Adegbalola spoke for over an one hour at an event called “Gay Rights vs. Civil Rights” on Nov. 6. During her speech, she used songs to speak about the oppression of gay African-Americans, including in Christian churches.
“It was the church that led the struggle for black civil rights, but now a lot of black churches are the most homophobic places in the world, unfortunately,” Adegbalola said.
Adegbalola is a part of the #IAMCLEMSON Project, which seeks to help students grasp “new and meaningful concepts about culture that will inspire and empower them to positively impact the world,” according to its website.
“I don’t know what it is. It seems to me that blacks should get the whole idea of how strong the oppression has been against us as a people that they would identify with the oppression that’s being placed on them because with our whole black struggle we just want the same, we want equal rights,” she said of gay rights in an audio recording of the event obtained by Campus Reform. “The struggle was for equal rights.”
Adegbalola opened her program by singing a song she wrote entitled “ Big Ovaries, Baby.”
“I set my own rules and I don’t need balls to play, offense is my defense,” she sang.
She went on to outline six ways she finds herself “oppressed” by living in America, as she is black, a woman, poor, a single parent, a lesbian, and old.
Adegbalola’s partner, Gloria, suggested that the black community is trying to protect its own from the additional scrutiny a black individual would receive for also being homosexual.
Adegbalola offered up another song in response to those questioning her way of life.
“I love being queer,” she sang, “I’m here now, I’m queer now, you better get over it.”
Adegbalola also sang “Skittles Blues,” a somber song alluding to Trayvon Martin and Michael Brown.
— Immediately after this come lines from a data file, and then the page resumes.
use chrono::NaiveDate;

use super::valuation_model::{AccountValuation, HoldingValuation, VaultValuation};
use crate::errors::Result;

/// Read-side valuation. Nothing here mutates state.
pub trait ValuationServiceTrait: Send + Sync {
    fn value_position(&self, position_id: &str, as_of: NaiveDate) -> Result<HoldingValuation>;

    /// Values every open lot of the account.
    fn value_account(&self, account_id: &str, as_of: NaiveDate) -> Result<AccountValuation>;

    /// Values the vault at its current share price, plus the user's stake
    /// when `user_id` is given. A user without shares gets zeroes.
    fn value_vault(&self, vault_id: &str, user_id: Option<&str>) -> Result<VaultValuation>;
}
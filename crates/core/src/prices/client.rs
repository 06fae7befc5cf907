//! Price feed backed by a `ledgerfolio-market-data` provider.
//!
//! ```text
//! BackfillService ─▶ MarketDataPriceFeed ─▶ MarketDataProvider (Yahoo, ...)
//!                          │
//!                          └─ pacing: at most one call per provider `min_delay`
//! ```

use std::sync::Arc;
use std::time::Instant;

use async_trait::async_trait;
use chrono::{Duration, NaiveDate, TimeZone, Utc};
use log::debug;
use tokio::sync::Mutex;

use super::prices_model::{DailyPrice, LatestPrice};
use super::prices_traits::PriceFeedTrait;
use crate::constants::PRICE_LOOKBACK_DAYS;
use crate::errors::{Result, ValidationError};

use ledgerfolio_market_data::{MarketDataError, MarketDataProvider, PriceRequest};

pub struct MarketDataPriceFeed {
    provider: Arc<dyn MarketDataProvider>,
    last_call: Mutex<Option<Instant>>,
}

impl MarketDataPriceFeed {
    pub fn new(provider: Arc<dyn MarketDataProvider>) -> Self {
        Self {
            provider,
            last_call: Mutex::new(None),
        }
    }

    /// Waits until the provider's minimum delay since the previous call has
    /// passed.
    async fn pace(&self) {
        let min_delay = self.provider.rate_limit().min_delay;
        let mut last_call = self.last_call.lock().await;
        if let Some(previous) = *last_call {
            let elapsed = previous.elapsed();
            if elapsed < min_delay {
                tokio::time::sleep(min_delay - elapsed).await;
            }
        }
        *last_call = Some(Instant::now());
    }
}

#[async_trait]
impl PriceFeedTrait for MarketDataPriceFeed {
    /// Close for `date`, or the last close before it within the lookback
    /// window when the market was shut that day.
    async fn get_daily(
        &self,
        symbol: &str,
        currency: &str,
        date: NaiveDate,
    ) -> Result<DailyPrice> {
        let window_start = date - Duration::days(PRICE_LOOKBACK_DAYS);
        let (Some(start), Some(end)) = (
            window_start.and_hms_opt(0, 0, 0),
            date.and_hms_opt(23, 59, 59),
        ) else {
            return Err(ValidationError::InvalidInput(format!("Invalid price date {}", date)).into());
        };

        if !self.provider.capabilities().supports_historical {
            return Err(MarketDataError::not_supported("historical", self.provider.id()).into());
        }
        let request = PriceRequest::new(symbol, currency);
        self.pace().await;
        let quotes = self
            .provider
            .get_historical_quotes(&request, Utc.from_utc_datetime(&start), Utc.from_utc_datetime(&end))
            .await?;

        let quote = quotes
            .into_iter()
            .filter(|q| q.date() <= date)
            .max_by_key(|q| q.timestamp)
            .ok_or(MarketDataError::NoDataForRange)?;

        debug!(
            "{} {} on {}: {} (quote from {})",
            symbol,
            currency,
            date,
            quote.close,
            quote.date()
        );
        Ok(DailyPrice {
            date,
            price: quote.close,
            source: quote.source,
        })
    }

    async fn get_latest(&self, symbol: &str, currency: &str) -> Result<LatestPrice> {
        if !self.provider.capabilities().supports_latest {
            return Err(MarketDataError::not_supported("latest", self.provider.id()).into());
        }
        let request = PriceRequest::new(symbol, currency);
        self.pace().await;
        let quote = self.provider.get_latest_quote(&request).await?;
        Ok(LatestPrice {
            price: quote.close,
            as_of: quote.timestamp,
            source: quote.source,
        })
    }
}
//! Assets module - instruments that can be held in an account.

mod assets_model;
mod assets_service;
mod assets_traits;

pub use assets_model::{Asset, AssetKind, NewAsset};
pub use assets_service::AssetService;
pub use assets_traits::{AssetRepositoryTrait, AssetServiceTrait};
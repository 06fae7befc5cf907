//! Database models for transactions.

use std::collections::BTreeMap;

use diesel::prelude::*;
use serde::{Deserialize, Serialize};

use ledgerfolio_core::transactions::{DerivedFields, FxSnapshot, Transaction};
use ledgerfolio_core::{Error, Result};

use crate::errors::StorageError;
use crate::utils::{format_timestamp, parse_decimal, parse_timestamp};

fn decimals_to_strings(
    map: &BTreeMap<String, rust_decimal::Decimal>,
) -> BTreeMap<String, String> {
    map.iter().map(|(k, v)| (k.clone(), v.to_string())).collect()
}

fn strings_to_decimals(
    map: BTreeMap<String, String>,
) -> BTreeMap<String, rust_decimal::Decimal> {
    map.into_iter()
        .map(|(k, v)| {
            let value = parse_decimal(&v);
            (k, value)
        })
        .collect()
}

/// JSON shape of the stored FX snapshot. Rates stay strings so they come back
/// exactly as they were captured.
#[derive(Serialize, Deserialize, Debug, Clone, PartialEq)]
#[serde(rename_all = "camelCase")]
pub struct FxSnapshotDB {
    pub local_currency: String,
    pub rates: BTreeMap<String, String>,
    pub captured_at: String,
}

impl From<&FxSnapshot> for FxSnapshotDB {
    fn from(snapshot: &FxSnapshot) -> Self {
        Self {
            local_currency: snapshot.local_currency.clone(),
            rates: decimals_to_strings(&snapshot.rates),
            captured_at: format_timestamp(&snapshot.captured_at),
        }
    }
}

impl From<FxSnapshotDB> for FxSnapshot {
    fn from(db: FxSnapshotDB) -> Self {
        Self {
            local_currency: db.local_currency,
            rates: strings_to_decimals(db.rates),
            captured_at: parse_timestamp(&db.captured_at),
        }
    }
}

/// JSON shape of the derived amounts.
#[derive(Serialize, Deserialize, Debug, Clone, PartialEq, Default)]
#[serde(rename_all = "camelCase")]
pub struct DerivedFieldsDB {
    pub amount_local: String,
    #[serde(default)]
    pub amounts: BTreeMap<String, String>,
    pub delta_quantity: String,
    #[serde(default)]
    pub cash_flows: BTreeMap<String, String>,
}

impl From<&DerivedFields> for DerivedFieldsDB {
    fn from(derived: &DerivedFields) -> Self {
        Self {
            amount_local: derived.amount_local.to_string(),
            amounts: decimals_to_strings(&derived.amounts),
            delta_quantity: derived.delta_quantity.to_string(),
            cash_flows: decimals_to_strings(&derived.cash_flows),
        }
    }
}

impl From<DerivedFieldsDB> for DerivedFields {
    fn from(db: DerivedFieldsDB) -> Self {
        Self {
            amount_local: parse_decimal(&db.amount_local),
            amounts: strings_to_decimals(db.amounts),
            delta_quantity: parse_decimal(&db.delta_quantity),
            cash_flows: strings_to_decimals(db.cash_flows),
        }
    }
}

pub(crate) fn derived_to_json(derived: &DerivedFields) -> Result<String> {
    serde_json::to_string(&DerivedFieldsDB::from(derived))
        .map_err(|e| StorageError::from(e).into())
}

/// One row of `transactions`.
#[derive(Queryable, Identifiable, Insertable, Selectable, PartialEq, Debug, Clone)]
#[diesel(table_name = crate::schema::transactions)]
#[diesel(check_for_backend(diesel::sqlite::Sqlite))]
pub struct TransactionDB {
    pub id: String,
    pub account_id: String,
    pub asset_id: String,
    pub transaction_type: String,
    pub transaction_date: String,
    pub quantity: String,
    pub unit_price: String,
    pub horizon: String,
    pub fx_snapshot: String,
    pub internal_flow: bool,
    pub allow_overdraw: bool,
    pub notes: Option<String>,
    pub derived: String,
    pub created_by: String,
    pub created_at: String,
}

impl TryFrom<&Transaction> for TransactionDB {
    type Error = Error;

    fn try_from(transaction: &Transaction) -> Result<Self> {
        let fx_snapshot = serde_json::to_string(&FxSnapshotDB::from(&transaction.fx_snapshot))
            .map_err(StorageError::from)?;
        Ok(Self {
            id: transaction.id.clone(),
            account_id: transaction.account_id.clone(),
            asset_id: transaction.asset_id.clone(),
            transaction_type: transaction.transaction_type.as_str().to_string(),
            transaction_date: format_timestamp(&transaction.transaction_date),
            quantity: transaction.quantity.to_string(),
            unit_price: transaction.unit_price.to_string(),
            horizon: transaction.horizon.as_str().to_string(),
            fx_snapshot,
            internal_flow: transaction.internal_flow,
            allow_overdraw: transaction.allow_overdraw,
            notes: transaction.notes.clone(),
            derived: derived_to_json(&transaction.derived)?,
            created_by: transaction.created_by.clone(),
            created_at: format_timestamp(&transaction.created_at),
        })
    }
}

impl TryFrom<TransactionDB> for Transaction {
    type Error = Error;

    fn try_from(db: TransactionDB) -> Result<Self> {
        let fx_snapshot: FxSnapshotDB =
            serde_json::from_str(&db.fx_snapshot).map_err(StorageError::from)?;
        let derived: DerivedFieldsDB =
            serde_json::from_str(&db.derived).map_err(StorageError::from)?;
        Ok(Self {
            transaction_type: db.transaction_type.parse()?,
            horizon: db.horizon.parse()?,
            transaction_date: parse_timestamp(&db.transaction_date),
            quantity: parse_decimal(&db.quantity),
            unit_price: parse_decimal(&db.unit_price),
            fx_snapshot: fx_snapshot.into(),
            derived: derived.into(),
            created_at: parse_timestamp(&db.created_at),
            id: db.id,
            account_id: db.account_id,
            asset_id: db.asset_id,
            internal_flow: db.internal_flow,
            allow_overdraw: db.allow_overdraw,
            notes: db.notes,
            created_by: db.created_by,
        })
    }
}
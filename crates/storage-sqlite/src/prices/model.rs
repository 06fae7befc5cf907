//! Database models for prices.

use diesel::prelude::*;
use log::warn;

use ledgerfolio_core::prices::{
    cached_price_id, CachedPrice, JobStatus, PriceMapping, PricePopulationJob,
};

use crate::utils::{format_date, format_timestamp, parse_date, parse_decimal, parse_timestamp};

/// One row of `price_cache`.
#[derive(Queryable, Identifiable, Insertable, Selectable, PartialEq, Debug, Clone)]
#[diesel(table_name = crate::schema::price_cache)]
#[diesel(check_for_backend(diesel::sqlite::Sqlite))]
pub struct CachedPriceDB {
    pub id: String,
    pub symbol: String,
    pub currency: String,
    pub date: String,
    pub price: String,
    pub source: String,
    pub fetched_at: String,
}

impl From<&CachedPrice> for CachedPriceDB {
    fn from(price: &CachedPrice) -> Self {
        Self {
            id: cached_price_id(&price.symbol, &price.currency, price.date),
            symbol: price.symbol.to_uppercase(),
            currency: price.currency.to_uppercase(),
            date: format_date(&price.date),
            price: price.price.to_string(),
            source: price.source.clone(),
            fetched_at: format_timestamp(&price.fetched_at),
        }
    }
}

impl From<CachedPriceDB> for CachedPrice {
    fn from(db: CachedPriceDB) -> Self {
        Self {
            date: parse_date(&db.date),
            price: parse_decimal(&db.price),
            fetched_at: parse_timestamp(&db.fetched_at),
            id: db.id,
            symbol: db.symbol,
            currency: db.currency,
            source: db.source,
        }
    }
}

/// One row of `price_mappings`.
#[derive(Queryable, Identifiable, Insertable, Selectable, PartialEq, Debug, Clone)]
#[diesel(table_name = crate::schema::price_mappings)]
#[diesel(check_for_backend(diesel::sqlite::Sqlite))]
pub struct PriceMappingDB {
    pub id: String,
    pub asset_id: String,
    pub provider_symbol: String,
    pub currency: String,
    pub provider: String,
    pub is_active: bool,
    pub created_at: String,
}

impl From<&PriceMapping> for PriceMappingDB {
    fn from(mapping: &PriceMapping) -> Self {
        Self {
            id: mapping.id.clone(),
            asset_id: mapping.asset_id.clone(),
            provider_symbol: mapping.provider_symbol.clone(),
            currency: mapping.currency.clone(),
            provider: mapping.provider.clone(),
            is_active: mapping.is_active,
            created_at: format_timestamp(&mapping.created_at),
        }
    }
}

impl From<PriceMappingDB> for PriceMapping {
    fn from(db: PriceMappingDB) -> Self {
        Self {
            created_at: parse_timestamp(&db.created_at),
            id: db.id,
            asset_id: db.asset_id,
            provider_symbol: db.provider_symbol,
            currency: db.currency,
            provider: db.provider,
            is_active: db.is_active,
        }
    }
}

/// One row of `price_population_jobs`. The day in flight is stored as
/// `current_day`.
#[derive(
    Queryable, Identifiable, Insertable, AsChangeset, Selectable, PartialEq, Debug, Clone,
)]
#[diesel(table_name = crate::schema::price_population_jobs)]
#[diesel(check_for_backend(diesel::sqlite::Sqlite))]
#[diesel(treat_none_as_null = true)]
pub struct PriceJobDB {
    pub id: String,
    pub asset_id: String,
    pub mapping_id: String,
    pub status: String,
    pub start_date: String,
    pub end_date: String,
    pub current_day: Option<String>,
    pub total_days: i32,
    pub completed_days: i32,
    pub error_message: Option<String>,
    pub created_at: String,
    pub started_at: Option<String>,
    pub completed_at: Option<String>,
    pub updated_at: String,
}

impl From<&PricePopulationJob> for PriceJobDB {
    fn from(job: &PricePopulationJob) -> Self {
        Self {
            id: job.id.clone(),
            asset_id: job.asset_id.clone(),
            mapping_id: job.mapping_id.clone(),
            status: job.status.as_str().to_string(),
            start_date: format_date(&job.start_date),
            end_date: format_date(&job.end_date),
            current_day: job.current_date.as_ref().map(format_date),
            total_days: job.total_days,
            completed_days: job.completed_days,
            error_message: job.error_message.clone(),
            created_at: format_timestamp(&job.created_at),
            started_at: job.started_at.as_ref().map(format_timestamp),
            completed_at: job.completed_at.as_ref().map(format_timestamp),
            updated_at: format_timestamp(&job.updated_at),
        }
    }
}

impl From<PriceJobDB> for PricePopulationJob {
    fn from(db: PriceJobDB) -> Self {
        // An unreadable status is treated as failed so the job is never rerun.
        let status = db.status.parse().unwrap_or_else(|e| {
            warn!("Job {} has unknown status: {}", db.id, e);
            JobStatus::Failed
        });
        Self {
            status,
            start_date: parse_date(&db.start_date),
            end_date: parse_date(&db.end_date),
            current_date: db.current_day.as_deref().map(parse_date),
            started_at: db.started_at.as_deref().map(parse_timestamp),
            completed_at: db.completed_at.as_deref().map(parse_timestamp),
            created_at: parse_timestamp(&db.created_at),
            updated_at: parse_timestamp(&db.updated_at),
            id: db.id,
            asset_id: db.asset_id,
            mapping_id: db.mapping_id,
            total_days: db.total_days,
            completed_days: db.completed_days,
            error_message: db.error_message,
        }
    }
}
According to Adegbalola, these two and others were “standing on shaky ground” when they lost their lives.
The event also featured a question-and-answer portion during which students could tweet questions to ask Adegbalola or her partner. The moderator of the program joked that they had “screened” any negative tweets.
The program was sponsored the Clemson Gay Straight Alliance and the University’s Harvey and Lucinda Gantt Center for Student Life. The Multicultural Programs Area of the Gantt Center is funded largely in part by resources allocated to the Center for Student Life by the state of South Carolina.